This is what an artist thinks Huygens will look like in Titan's atmosphere. The probe is hanging from its parachute, with Saturn in the background.
Click on image for full size
Image courtesy ESA.
Huygens Probe to Titan
The Huygens space probe landed on Saturn's moon Titan in
January 2005. Huygens made measurements of Titan's
thick atmosphere and took pictures of the moon's surface.
The probe was built by the European Space Agency.
Huygens hitched a ride to Saturn
on the back of NASA's
Cassini spacecraft. Cassini "let
go" of Huygens on December 24, 2004. Cassini
will continue to orbit Saturn, studying the planet and its many
moons and rings,
for at least four years. Huygens landed on Titan on January 14, 2005.
A heat shield protected Huygens as it entered Titan's upper atmosphere.
Next, a series of parachutes slowed the probe down and gently lowered it through
the moon's dense atmosphere. Huygens took measurements of the atmosphere
as it descended. Finally, the probe landed on the cold (-178º C,
-288º F) surface of Titan. Huygens continued to send back data for a couple of hours after it touched down.

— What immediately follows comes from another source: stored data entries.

static DEFAULT_SOLVER: NoaaSolar = NoaaSolar {
    config: SolverConfig { elevation_dip: true },
};

/// Named formulas that `@name` can refer to.
pub trait FormulaLookup {
    fn lookup(&self, name: &str) -> Option<Cow<'_, Expr>>;
}

/// No named formulas; every reference is unknown.
#[derive(Clone, Copy, Debug, Default)]
pub struct NoFormulas;

impl FormulaLookup for NoFormulas {
    fn lookup(&self, _name: &str) -> Option<Cow<'_, Expr>> {
        None
    }
}

impl FormulaLookup for HashMap<String, Expr> {
    fn lookup(&self, name: &str) -> Option<Cow<'_, Expr>> {
        self.get(name).map(Cow::Borrowed)
    }
}

/// Adapter for a closure, e.g. one that reads formulas from a caller-owned store.
pub struct LookupFn<F>(pub F);

impl<F> FormulaLookup for LookupFn<F>
where
    F: Fn(&str) -> Option<Expr>,
{
    fn lookup(&self, name: &str) -> Option<Cow<'_, Expr>> {
        (self.0)(name).map(Cow::Owned)
    }
}

/// Everything a formula may read. Built per evaluation and never mutated.
#[derive(Clone, Copy)]
pub struct Environment<'a> {
    pub date: NaiveDate,
    pub location: &'a Location,
    pub bases: &'a BaseRegistry,
    pub solver: &'a dyn SolarModel,
    pub formulas: &'a dyn FormulaLookup,
}

impl<'a> Environment<'a> {
    /// Environment with the built-in bases and the NOAA solver.
    pub fn new(date: NaiveDate, location: &'a Location, formulas: &'a dyn FormulaLookup) -> Self {
        Self {
            date,
            location,
            bases: default_bases(),
            solver: &DEFAULT_SOLVER,
            formulas,
        }
    }

    pub fn with_solver(mut self, solver: &'a dyn SolarModel) -> Self {
        self.solver = solver;
        self
    }

    pub fn with_bases(mut self, bases: &'a BaseRegistry) -> Self {
        self.bases = bases;
        self
    }

    pub fn with_date(mut self, date: NaiveDate) -> Self {
        self.date = date;
        self
    }
}

/// Evaluate `tree` in `env`. The instant is reported in the location's offset.
pub fn evaluate_in(tree: &Expr, env: &Environment<'_>) -> TimeResult {
    Evaluator::new(env).run(tree)
}

/// One intermediate result: a solar event, function call, reference or base boundary.
#[derive(Clone, Debug, PartialEq)]
pub struct Step {
    /// Canonical text of the sub-expression, or `<base> start` / `<base> end`.
    pub label: String,
    pub value: Result<Value, Undefined>,
}

/// Result of [evaluate_with_breakdown]: the outcome and the steps that led to it, each listed
/// once, in the order they were first completed.
#[derive(Clone, Debug, PartialEq)]
pub struct Breakdown {
    pub result: TimeResult,
    pub steps: Vec<Step>,
}

impl Breakdown {
    pub fn step(&self, label: &str) -> Option<&Step> {
        self.steps.iter().find(|s| s.label == label)
    }
}

/// Like [evaluate_in], but also records every intermediate value.
pub fn evaluate_with_breakdown(tree: &Expr, env: &Environment<'_>) -> Breakdown {
    let mut evaluator = Evaluator::new(env);
    evaluator.steps = Some(Vec::new());
    let result = evaluator.run(tree);
    Breakdown {
        result,
        steps: evaluator.steps.unwrap_or_default(),
    }
}

type Eval<T> = Result<T, Undefined>;

struct Evaluator<'e, 'a> {
    env: &'e Environment<'a>,
    /// References currently being evaluated, innermost last.
    stack: Vec<String>,
    /// Set while evaluating the boundaries of a named base.
    in_base: bool,
    steps: Option<Vec<Step>>,
}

The Huygens probe had several instruments that measured Titan's
atmosphere. The instruments measured things like the temperature, wind
speed, pressure, and the types of gases in the atmosphere. The probe had a
camera that took several hundred pictures on the way down. Huygens also
had instruments that will help us learn about the icy ground that it landed on.
The probe was named after Christiaan
Huygens, a Dutch astronomer. Huygens discovered Titan in 1655.